Jumeirah Muscat Bay

Oman

Oman greets you not with noise but with Arabian Mystique. While the Emirates shouts in glass and steel, here the land whispers, cliffs dropping into coves, minarets flashing white against the sun, the sea a sheet of lapis lazuli stretched to the horizon. 

In a bay cut like a crescent from the sandstone, the Jumeirah Muscat Bay appears as though conjured, less a hotel than a mirage kept alive by quiet devotion. And into this scene we arrived, father and daughter, a reward and celebration for an early GCSE victory, folded neatly into the silk embrace of the Arabian coast.

Check-in happens on the fifth floor, a quirk that startles until you see why.
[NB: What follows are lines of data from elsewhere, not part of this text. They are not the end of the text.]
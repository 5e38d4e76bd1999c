#![allow(unused_variables)]

use super::*;

pub trait VisitMut: Sized {
    fn visit_expr_mut(&mut self, i: &mut Expr) {
        visit_expr_mut(self, i);
    }

    fn visit_expr_column_mut(&mut self, i: &mut ExprColumn) {}

    fn visit_select_mut(&mut self, i: &mut Select) {
        visit_select_mut(self, i);
    }

    fn visit_value_mut(&mut self, i: &mut Value) {}
}

impl<V: VisitMut> VisitMut for &mut V {
    fn visit_expr_mut(&mut self, i: &mut Expr) {
        VisitMut::visit_expr_mut(&mut **self, i);
    }

    fn visit_expr_column_mut(&mut self, i: &mut ExprColumn) {
        VisitMut::visit_expr_column_mut(&mut **self, i);
    }

    fn visit_select_mut(&mut self, i: &mut Select) {
        VisitMut::visit_select_mut(&mut **self, i);
    }

    fn visit_value_mut(&mut self, i: &mut Value) {
        VisitMut::visit_value_mut(&mut **self, i);
    }
}

pub fn visit_expr_mut<V>(v: &mut V, node: &mut Expr)
where
    V: VisitMut + ?Sized,
{
    match node {
        Expr::And(expr) => {
            for operand in &mut expr.operands {
                v.visit_expr_mut(operand);
            }
        }
        Expr::Array(expr) => {
            v.visit_expr_mut(&mut expr.lhs);
            for value in &mut expr.rhs {
                v.visit_value_mut(value);
            }
        }
        Expr::BinaryOp(expr) => {
            v.visit_expr_mut(&mut expr.lhs);
            v.visit_expr_mut(&mut expr.rhs);
        }
        Expr::Coalesce(expr) => {
            for operand in &mut expr.operands {
                v.visit_expr_mut(operand);
            }
        }
        Expr::Column(expr) => v.visit_expr_column_mut(expr),
        Expr::Exists(expr) => v.visit_select_mut(&mut expr.subquery),
        Expr::Func(expr) => {
            for arg in &mut expr.args {
                v.visit_expr_mut(arg);
            }
        }
        Expr::InList(expr) => {
            v.visit_expr_mut(&mut expr.expr);
            for item in &mut expr.list {
                v.visit_expr_mut(item);
            }
        }
        Expr::IsNull(expr) => v.visit_expr_mut(&mut expr.expr),
        Expr::Like(expr) => {
            v.visit_expr_mut(&mut expr.expr);
            v.visit_expr_mut(&mut expr.pattern);
        }
        Expr::Not(expr) => v.visit_expr_mut(&mut expr.expr),
        Expr::Or(expr) => {
            for operand in &mut expr.operands {
                v.visit_expr_mut(operand);
            }
        }
        Expr::Value(value) => v.visit_value_mut(value),
    }
}

pub fn visit_select_mut<V>(v: &mut V, node: &mut Select)
where
    V: VisitMut + ?Sized,
{
    if let Returning::Items(items) = &mut node.returning {
        for item in items {
            v.visit_expr_mut(&mut item.expr);
        }
    }

    for join in &mut node.source.joins {
        match &mut join.constraint {
            JoinOp::Left(expr) | JoinOp::Inner(expr) => v.visit_expr_mut(expr),
        }
    }

    if let Some(expr) = &mut node.filter.expr {
        v.visit_expr_mut(expr);
    }

    for order_by in &mut node.order_by {
        v.visit_expr_mut(&mut order_by.expr);
    }
}
use super::{locale, operator, relation, Scope};

use quire_core::{stmt::Expr, Error, Result};

use serde_json::{Map, Value as Json};

/// Relation quantifier keys.
pub(crate) const QUANTIFIERS: [&str; 5] = ["some", "none", "every", "is", "isNot"];

/// Compiles a filter tree into a condition. `None` matches every row.
pub(crate) fn compile(scope: &Scope<'_>, filter: &Json) -> Result<Option<Expr>> {
    match filter {
        Json::Null => Ok(None),
        Json::Object(map) => compile_object(scope, map),
        _ => Err(Error::invalid_filter(format!(
            "expected an object, found `{filter}`"
        ))),
    }
}

fn compile_object(scope: &Scope<'_>, map: &Map<String, Json>) -> Result<Option<Expr>> {
    let mut operands = vec![];

    for (key, value) in map {
        let expr = match key.as_str() {
            "AND" => compile_group(scope, key, value)?.and_then(Expr::and_all),
            "OR" => compile_group(scope, key, value)?.and_then(Expr::or_all),
            "NOT" => compile_not(scope, value)?,
            _ => compile_key(scope, key, value)?,
        };

        operands.extend(expr);
    }

    Ok(Expr::and_all(operands))
}

/// Compiles the children of an `AND`/`OR` group, dropping those without a
/// condition. `None` when no child has one.
fn compile_group(scope: &Scope<'_>, key: &str, value: &Json) -> Result<Option<Vec<Expr>>> {
    let Some(children) = value.as_array() else {
        return Err(Error::invalid_filter(format!(
            "`{key}` expects an array of filters"
        )));
    };

    let mut operands = vec![];
    for child in children {
        operands.extend(compile(scope, child)?);
    }

    Ok(if operands.is_empty() {
        None
    } else {
        Some(operands)
    })
}

fn compile_not(scope: &Scope<'_>, value: &Json) -> Result<Option<Expr>> {
    if !value.is_object() {
        return Err(Error::invalid_filter("`NOT` expects a filter object"));
    }

    Ok(compile(scope, value)?.map(Expr::not))
}

/// Declared fields win over declared relations. Undeclared keys are
/// diagnosed from the value's shape.
fn compile_key(scope: &Scope<'_>, key: &str, value: &Json) -> Result<Option<Expr>> {
    let collection = scope.collection;

    if let Some(field) = collection.field(key).filter(|field| !field.is_relation()) {
        let lhs = locale::resolve_field(scope, field)?;
        return Ok(compile_field(&lhs, value));
    }

    if let Some(relation) = collection.relation(key) {
        return relation::compile(scope, relation, value);
    }

    if is_quantifier_map(value) {
        Err(Error::unknown_relation(&collection.name, key))
    } else {
        Err(Error::field_not_found(&collection.name, key))
    }
}

fn compile_field(lhs: &Expr, value: &Json) -> Option<Expr> {
    match value {
        Json::Object(operators) => Expr::and_all(
            operators
                .iter()
                .filter_map(|(op, value)| operator::compile(lhs, op, value)),
        ),
        Json::Null => Some(Expr::is_null(lhs.clone())),
        value => Some(Expr::eq(lhs.clone(), operator::operand(value))),
    }
}

pub(crate) fn is_quantifier_map(value: &Json) -> bool {
    value.as_object().is_some_and(|map| {
        !map.is_empty() && map.keys().all(|key| QUANTIFIERS.contains(&key.as_str()))
    })
}
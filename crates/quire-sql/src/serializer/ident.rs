use super::{Formatter, Params, ToSql};

/// A quoted identifier.
pub(super) struct Ident<S>(pub(super) S);

impl<S: AsRef<str>> ToSql for Ident<S> {
    fn to_sql<T: Params>(self, f: &mut Formatter<'_, T>) {
        let quote = if f.serializer.is_mysql() { '`' } else { '"' };

        f.dst.push(quote);
        for ch in self.0.as_ref().chars() {
            if ch == quote {
                f.dst.push(quote);
            }
            f.dst.push(ch);
        }
        f.dst.push(quote);
    }
}
mod config;
pub use config::Config;

pub mod db;
pub use db::Db;

pub mod driver;

mod engine;
pub use engine::{
    compile, compile_order_by, compile_projection, compile_where, merge_locales, Compiled, Cx,
    LocaleMerge, Projection, ReadField,
};

pub use quire_core::{
    query::{self, Columns, FindOptions, OrderBy, TableHandle, With},
    schema::{self, Schema, Shape},
    stmt, Error, Result,
};

/// A record handed to callers.
pub type Record = serde_json::Map<String, serde_json::Value>;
The doors part and there it is, the view. A natural beach lapped by the Gulf of Oman, sandstone cliffs rising like cathedral walls, light playing across the sea. It was the sort of entrance that makes you run to the window, laughing at yourself for behaving like a tourist.
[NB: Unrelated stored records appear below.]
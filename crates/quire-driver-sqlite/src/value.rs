use quire_core::stmt::Value as CoreValue;
use rusqlite::types::{ToSql, ToSqlOutput, Value as SqlValue, ValueRef};

#[derive(Debug)]
pub struct Value(CoreValue);

impl From<CoreValue> for Value {
    fn from(value: CoreValue) -> Self {
        Self(value)
    }
}

impl Value {
    /// Converts this SQLite driver value into the core Quire value.
    pub fn into_inner(self) -> CoreValue {
        self.0
    }

    /// Converts a value read from a SQLite row.
    ///
    /// SQLite has no boolean or JSON storage class; those come back as
    /// integers and text and are interpreted by the caller.
    pub fn from_sql(value: SqlValue) -> Self {
        let core_value = match value {
            SqlValue::Null => CoreValue::Null,
            SqlValue::Integer(value) => CoreValue::I64(value),
            SqlValue::Real(value) => CoreValue::F64(value),
            SqlValue::Text(value) => CoreValue::String(value),
            SqlValue::Blob(value) => CoreValue::String(String::from_utf8_lossy(&value).into_owned()),
        };

        Value(core_value)
    }
}

impl ToSql for Value {
    fn to_sql(&self) -> rusqlite::Result<ToSqlOutput<'_>> {
        match &self.0 {
            CoreValue::Null => Ok(ToSqlOutput::Owned(SqlValue::Null)),
            CoreValue::Bool(true) => Ok(ToSqlOutput::Owned(SqlValue::Integer(1))),
            CoreValue::Bool(false) => Ok(ToSqlOutput::Owned(SqlValue::Integer(0))),
            CoreValue::I64(v) => Ok(ToSqlOutput::Owned(SqlValue::Integer(*v))),
            CoreValue::F64(v) => Ok(ToSqlOutput::Owned(SqlValue::Real(*v))),
            CoreValue::String(v) => Ok(ToSqlOutput::Borrowed(ValueRef::Text(v.as_bytes()))),
            // Structured values and lists are stored as JSON text
            CoreValue::Json(_) | CoreValue::List(_) => Ok(ToSqlOutput::Owned(SqlValue::Text(
                self.0.to_json().to_string(),
            ))),
        }
    }
}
Our corner suite was impossibly generous: a balcony that seemed to hang above the water, a second Juliet balcony from the living room, a dressing room and two bathrooms, each with Amouage toiletries steeped in Omani spice. Housekeeping performed nightly theatre with towel animals on the beds, a charming reminder that whimsy belongs in luxury too. Neutral tones echoed the cliffs, pale turquoise mirrored the sea. Even the tumblers, heavy glass swirls, felt considered. And the coffee mercifully, brewed mornings that began on the balcony, watching the horizon rearrange itself.

Outside, the pools shimmered at 29 degrees. There was an adults-only sanctuary, torch-lit at night, serene as a temple, while the family pool offered bubble beds and space. Loungers were plush, shaded or sunlit, never scarce. Service was discreetly choreographed: attendants materialised to adjust umbrellas, bring iced water, or whisk towels away. On the private beach, golden and natural, the sea sloped gently, warm and clear, children shrieking with joy in the shallows while dolphins arced further out.

Restaurants became our compass points. Zuka, barefoot by the beach, delivered sushi with a spicy flourish, and prawns the size of a forearm, grilled or in citrus salad, always exquisite. Brezza, high on the rooftop, countered with Italian exuberance: truffled carpaccio, lobster risotto, Sicilian flair. Anzo was smaller, intimate, a balcony bar serving Asian bites and cocktails against a skyline that darkened from peach to indigo. Breakfast at Peridot was a theatre of its own: dim sum, saffron-scented khabeesa, pastries that made restraint impossible. And every morning Simran, at breakfast, remembered us, our names, our drinks, the small details that make strangers feel like family.

The Talise Spa offered the Rolls Royce of mani-pedis, Bastien Gonzalez shaping feet and hands as though they were architecture. Treatments lulled guests to silence, relaxation areas glowed with heated stone. Elsewhere, yoga unrolled on paddleboards, snorkelers drifted among reefs, boats pushed out from the dock in search of turtles and, occasionally, harmless sharks. 

The great surprise of Oman is how much it asks you to look outward. A short drive brought us to the Sultan Qaboos Grand Mosque, vast and serene, or into the souk where frankincense smoked and silver gleamed. But each excursion only made returning sweeter, back through the sandstone cliffs, back to the bay, back to the view that stilled conversation.

If Dubai dazzles and Abu Dhabi impresses, Oman disarms. And the Jumeirah Muscat Bay is its jewel: modern but touched with local soul, luxurious yet warm, a place where housekeeping leaves towel swans on the bed and the concierge somehow remembers every plan you vaguely mentioned.

We left reluctantly, promising ourselves another visit. Because some hotels are destinations, but this one is a return.

“The view from reception is so staggering you forget you’re indoors.”